//! Axum server wiring: routes, connection upgrades, lifecycle.

use std::collections::HashMap;
use std::sync::Arc;

use axum::extract::ws::{WebSocket, WebSocketUpgrade};
use axum::extract::{Query, State};
use axum::response::IntoResponse;
use axum::routing::{get, post};
use axum::Router;
use tower_http::cors::CorsLayer;

use crate::config::BrokerConfig;
use crate::http::recognize_handler;
use crate::session::{run_client_session, ClientParams};
use crate::state::BrokerState;
use crate::status::run_status_listener;
use crate::worker_link::run_worker_connection;

/// Build the router with all broker routes.
pub fn build_router(state: Arc<BrokerState>) -> Router {
    Router::new()
        .route("/client/ws/speech", get(client_ws_handler))
        .route("/client/ws/status", get(status_ws_handler))
        .route("/worker/ws/speech", get(worker_ws_handler))
        .route(
            "/client/dynamic/recognize",
            post(recognize_handler).put(recognize_handler),
        )
        .route("/health", get(health_handler))
        .with_state(state)
        .layer(CorsLayer::permissive())
}

/// Create and start the broker. Returns a handle that keeps it alive.
pub async fn start(config: BrokerConfig) -> Result<ServerHandle, std::io::Error> {
    let addr = format!("0.0.0.0:{}", config.port);
    let state = BrokerState::new(config);

    let listener = tokio::net::TcpListener::bind(&addr).await?;
    let local_addr = listener.local_addr()?;

    let router = build_router(Arc::clone(&state));
    let shutdown = state.shutdown.clone();
    let server = tokio::spawn(async move {
        axum::serve(listener, router)
            .with_graceful_shutdown(shutdown.cancelled_owned())
            .await
            .ok();
    });

    tracing::info!(port = local_addr.port(), "Broker started");

    Ok(ServerHandle {
        port: local_addr.port(),
        state,
        _server: server,
    })
}

/// Handle returned by [`start`] — keeps the server task alive and exposes
/// the shared state for shutdown and inspection.
pub struct ServerHandle {
    pub port: u16,
    pub state: Arc<BrokerState>,
    _server: tokio::task::JoinHandle<()>,
}

impl ServerHandle {
    /// Ask every connection task to wind down; sessions run their
    /// cancellation protocol before releasing workers.
    pub fn shutdown(&self) {
        self.state.shutdown.cancel();
    }
}

async fn client_ws_handler(
    ws: WebSocketUpgrade,
    Query(query): Query<HashMap<String, String>>,
    State(state): State<Arc<BrokerState>>,
) -> impl IntoResponse {
    let params = client_params(&query);
    ws.on_upgrade(move |socket| run_client_session(socket, params, state))
}

async fn status_ws_handler(
    ws: WebSocketUpgrade,
    State(state): State<Arc<BrokerState>>,
) -> impl IntoResponse {
    ws.on_upgrade(move |socket| run_status_listener(socket, state))
}

async fn worker_ws_handler(
    ws: WebSocketUpgrade,
    State(state): State<Arc<BrokerState>>,
) -> impl IntoResponse {
    ws.on_upgrade(move |socket: WebSocket| run_worker_connection(socket, state))
}

async fn health_handler(State(state): State<Arc<BrokerState>>) -> impl IntoResponse {
    let snapshot = state.status.snapshot();
    axum::Json(serde_json::json!({
        "status": "healthy",
        "num_workers_available": snapshot.num_workers_available,
        "num_requests_processed": snapshot.num_requests_processed,
    }))
}

fn client_params(query: &HashMap<String, String>) -> ClientParams {
    ClientParams {
        content_type: query.get("content-type").cloned(),
        user_id: query.get("user-id").cloned(),
        content_id: query.get("content-id").cloned(),
        in_call: query
            .get("in-call")
            .map(|v| matches!(v.as_str(), "true" | "1" | "yes"))
            .unwrap_or(false),
    }
}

Exercise directions:
Transcribe all of the material above with complete accuracy.

Task result:
//! Axum server wiring: routes, connection upgrades, lifecycle.

use std::collections::HashMap;
use std::sync::Arc;

use axum::extract::ws::{WebSocket, WebSocketUpgrade};
use axum::extract::{Query, State};
use axum::response::IntoResponse;
use axum::routing::{get, post};
use axum::Router;
use tower_http::cors::CorsLayer;

use crate::config::BrokerConfig;
use crate::http::recognize_handler;
use crate::session::{run_client_session, ClientParams};
use crate::state::BrokerState;
use crate::status::run_status_listener;
use crate::worker_link::run_worker_connection;

/// Build the router with all broker routes.
pub fn build_router(state: Arc<BrokerState>) -> Router {
    Router::new()
        .route("/client/ws/speech", get(client_ws_handler))
        .route("/client/ws/status", get(status_ws_handler))
        .route("/worker/ws/speech", get(worker_ws_handler))
        .route(
            "/client/dynamic/recognize",
            post(recognize_handler).put(recognize_handler),
        )
        .route("/health", get(health_handler))
        .with_state(state)
        .layer(CorsLayer::permissive())
}

/// Create and start the broker. Returns a handle that keeps it alive.
pub async fn start(config: BrokerConfig) -> Result<ServerHandle, std::io::Error> {
    let addr = format!("0.0.0.0:{}", config.port);
    let state = BrokerState::new(config);

    let listener = tokio::net::TcpListener::bind(&addr).await?;
    let local_addr = listener.local_addr()?;

    let router = build_router(Arc::clone(&state));
    let shutdown = state.shutdown.clone();
    let server = tokio::spawn(async move {
        axum::serve(listener, router)
            .with_graceful_shutdown(shutdown.cancelled_owned())
            .await
            .ok();
    });

    tracing::info!(port = local_addr.port(), "Broker started");

    Ok(ServerHandle {
        port: local_addr.port(),
        state,
        _server: server,
    })
}

/// Handle returned by [`start`] — keeps the server task alive and exposes
/// the shared state for shutdown and inspection.
pub struct ServerHandle {
    pub port: u16,
    pub state: Arc<BrokerState>,
    _server: tokio::task::JoinHandle<()>,
}

impl ServerHandle {
    /// Ask every connection task to wind down; sessions run their
    /// cancellation protocol before releasing workers.
    pub fn shutdown(&self) {
        self.state.shutdown.cancel();
    }
}

async fn client_ws_handler(
    ws: WebSocketUpgrade,
    Query(query): Query<HashMap<String, String>>,
    State(state): State<Arc<BrokerState>>,
) -> impl IntoResponse {
    let params = client_params(&query);
    ws.on_upgrade(move |socket| run_client_session(socket, params, state))
}

async fn status_ws_handler(
    ws: WebSocketUpgrade,
    State(state): State<Arc<BrokerState>>,
) -> impl IntoResponse {
    ws.on_upgrade(move |socket| run_status_listener(socket, state))
}

async fn worker_ws_handler(
    ws: WebSocketUpgrade,
    State(state): State<Arc<BrokerState>>,
) -> impl IntoResponse {
    ws.on_upgrade(move |socket: WebSocket| run_worker_connection(socket, state))
}

async fn health_handler(State(state): State<Arc<BrokerState>>) -> impl IntoResponse {
    let snapshot = state.status.snapshot();
    axum::Json(serde_json::json!({
        "status": "healthy",
        "num_workers_available": snapshot.num_workers_available,
        "num_requests_processed": snapshot.num_requests_processed,
    }))
}

fn client_params(query: &HashMap<String, String>) -> ClientParams {
    ClientParams {
        content_type: query.get("content-type").cloned(),
        user_id: query.get("user-id").cloned(),
        content_id: query.get("content-id").cloned(),
        in_call: query
            .get("in-call")
            .map(|v| matches!(v.as_str(), "true" | "1" | "yes"))
            .unwrap_or(false),
    }
}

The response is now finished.